*YOUR GOAL*.
Report the number of lines in the data where the word "Duration" appears, and add no other text.

*DATA EXTRACTS*.
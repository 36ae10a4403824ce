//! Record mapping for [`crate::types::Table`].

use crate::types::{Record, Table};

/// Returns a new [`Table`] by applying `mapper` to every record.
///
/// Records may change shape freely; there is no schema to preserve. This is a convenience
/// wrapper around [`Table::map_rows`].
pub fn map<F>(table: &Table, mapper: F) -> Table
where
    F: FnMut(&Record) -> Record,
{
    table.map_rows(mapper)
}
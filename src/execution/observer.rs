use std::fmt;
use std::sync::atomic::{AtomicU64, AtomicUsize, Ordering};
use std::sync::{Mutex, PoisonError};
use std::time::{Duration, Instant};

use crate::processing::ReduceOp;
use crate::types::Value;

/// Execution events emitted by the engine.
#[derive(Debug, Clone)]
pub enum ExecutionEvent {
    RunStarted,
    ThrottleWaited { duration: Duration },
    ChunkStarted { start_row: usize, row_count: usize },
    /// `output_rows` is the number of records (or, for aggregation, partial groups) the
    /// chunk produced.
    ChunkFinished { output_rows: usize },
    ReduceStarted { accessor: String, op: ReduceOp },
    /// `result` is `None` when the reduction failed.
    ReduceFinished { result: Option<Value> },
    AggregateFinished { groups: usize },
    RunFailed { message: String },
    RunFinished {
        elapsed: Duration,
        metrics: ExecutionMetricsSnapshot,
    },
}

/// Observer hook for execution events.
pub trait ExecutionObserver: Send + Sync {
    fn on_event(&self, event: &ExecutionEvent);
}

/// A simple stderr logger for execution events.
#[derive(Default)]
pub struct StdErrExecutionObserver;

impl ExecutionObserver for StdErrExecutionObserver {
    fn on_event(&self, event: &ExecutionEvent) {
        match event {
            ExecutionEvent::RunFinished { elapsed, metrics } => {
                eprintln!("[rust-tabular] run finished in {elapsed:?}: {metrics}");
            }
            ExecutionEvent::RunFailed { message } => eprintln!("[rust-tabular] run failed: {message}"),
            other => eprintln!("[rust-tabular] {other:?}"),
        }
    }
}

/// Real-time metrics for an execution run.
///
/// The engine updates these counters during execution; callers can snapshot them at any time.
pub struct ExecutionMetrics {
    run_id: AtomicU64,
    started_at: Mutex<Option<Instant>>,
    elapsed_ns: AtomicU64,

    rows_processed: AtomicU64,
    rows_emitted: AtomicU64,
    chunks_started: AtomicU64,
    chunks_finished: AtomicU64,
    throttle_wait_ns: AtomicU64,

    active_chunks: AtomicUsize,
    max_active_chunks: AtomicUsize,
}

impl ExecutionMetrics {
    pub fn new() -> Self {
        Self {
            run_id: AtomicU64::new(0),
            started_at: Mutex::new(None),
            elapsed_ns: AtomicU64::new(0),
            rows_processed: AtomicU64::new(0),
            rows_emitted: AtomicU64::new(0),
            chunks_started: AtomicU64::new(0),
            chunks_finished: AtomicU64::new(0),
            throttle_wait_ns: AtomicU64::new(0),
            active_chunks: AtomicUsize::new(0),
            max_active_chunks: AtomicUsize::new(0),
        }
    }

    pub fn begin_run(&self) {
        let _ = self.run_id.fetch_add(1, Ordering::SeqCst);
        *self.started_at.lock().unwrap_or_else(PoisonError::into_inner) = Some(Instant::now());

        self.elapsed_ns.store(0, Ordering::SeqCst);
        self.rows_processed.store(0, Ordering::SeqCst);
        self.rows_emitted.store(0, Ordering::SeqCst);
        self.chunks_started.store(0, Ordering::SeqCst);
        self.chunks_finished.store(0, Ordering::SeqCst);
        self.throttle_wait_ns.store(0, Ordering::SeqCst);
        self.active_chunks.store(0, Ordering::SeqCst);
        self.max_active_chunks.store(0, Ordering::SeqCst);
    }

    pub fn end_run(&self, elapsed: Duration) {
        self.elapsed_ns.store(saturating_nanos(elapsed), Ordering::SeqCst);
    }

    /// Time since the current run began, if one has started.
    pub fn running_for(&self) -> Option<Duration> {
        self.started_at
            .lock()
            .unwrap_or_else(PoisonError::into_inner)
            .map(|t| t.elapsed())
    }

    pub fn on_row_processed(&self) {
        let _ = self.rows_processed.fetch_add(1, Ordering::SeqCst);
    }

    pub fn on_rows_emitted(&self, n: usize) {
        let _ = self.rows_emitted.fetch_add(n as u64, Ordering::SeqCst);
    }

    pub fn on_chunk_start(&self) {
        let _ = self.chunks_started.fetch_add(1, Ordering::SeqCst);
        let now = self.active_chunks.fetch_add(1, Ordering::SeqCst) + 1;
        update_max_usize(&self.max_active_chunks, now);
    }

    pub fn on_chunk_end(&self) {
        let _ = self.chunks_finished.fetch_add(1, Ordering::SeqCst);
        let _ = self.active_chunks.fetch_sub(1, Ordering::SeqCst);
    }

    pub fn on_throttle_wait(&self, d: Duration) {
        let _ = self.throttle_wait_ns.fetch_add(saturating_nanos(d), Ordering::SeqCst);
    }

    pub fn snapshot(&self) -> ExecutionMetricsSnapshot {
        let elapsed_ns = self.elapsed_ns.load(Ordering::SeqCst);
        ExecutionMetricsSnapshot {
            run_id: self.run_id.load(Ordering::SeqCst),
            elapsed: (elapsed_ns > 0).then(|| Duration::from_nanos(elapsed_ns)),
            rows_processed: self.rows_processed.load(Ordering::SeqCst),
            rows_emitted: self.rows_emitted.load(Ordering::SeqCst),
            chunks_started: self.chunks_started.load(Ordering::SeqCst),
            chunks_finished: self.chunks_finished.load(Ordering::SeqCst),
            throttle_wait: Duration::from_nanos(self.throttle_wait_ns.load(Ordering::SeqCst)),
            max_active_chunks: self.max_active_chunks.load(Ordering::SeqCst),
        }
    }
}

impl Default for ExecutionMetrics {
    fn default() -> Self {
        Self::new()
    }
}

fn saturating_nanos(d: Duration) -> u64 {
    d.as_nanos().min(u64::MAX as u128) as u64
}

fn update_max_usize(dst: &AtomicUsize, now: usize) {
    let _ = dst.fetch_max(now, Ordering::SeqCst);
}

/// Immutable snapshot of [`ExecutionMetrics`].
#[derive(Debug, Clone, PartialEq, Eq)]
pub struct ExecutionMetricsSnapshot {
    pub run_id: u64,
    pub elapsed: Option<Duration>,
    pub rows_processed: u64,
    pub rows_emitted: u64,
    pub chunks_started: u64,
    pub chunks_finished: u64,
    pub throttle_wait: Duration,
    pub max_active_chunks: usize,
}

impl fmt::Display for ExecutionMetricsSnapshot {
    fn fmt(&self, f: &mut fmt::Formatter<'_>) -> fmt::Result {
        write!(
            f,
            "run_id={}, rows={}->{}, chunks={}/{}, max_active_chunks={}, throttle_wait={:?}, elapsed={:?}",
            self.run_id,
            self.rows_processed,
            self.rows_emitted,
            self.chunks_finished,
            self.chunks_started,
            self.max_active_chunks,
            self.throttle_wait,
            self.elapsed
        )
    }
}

*YOUR RESPONSE*.
11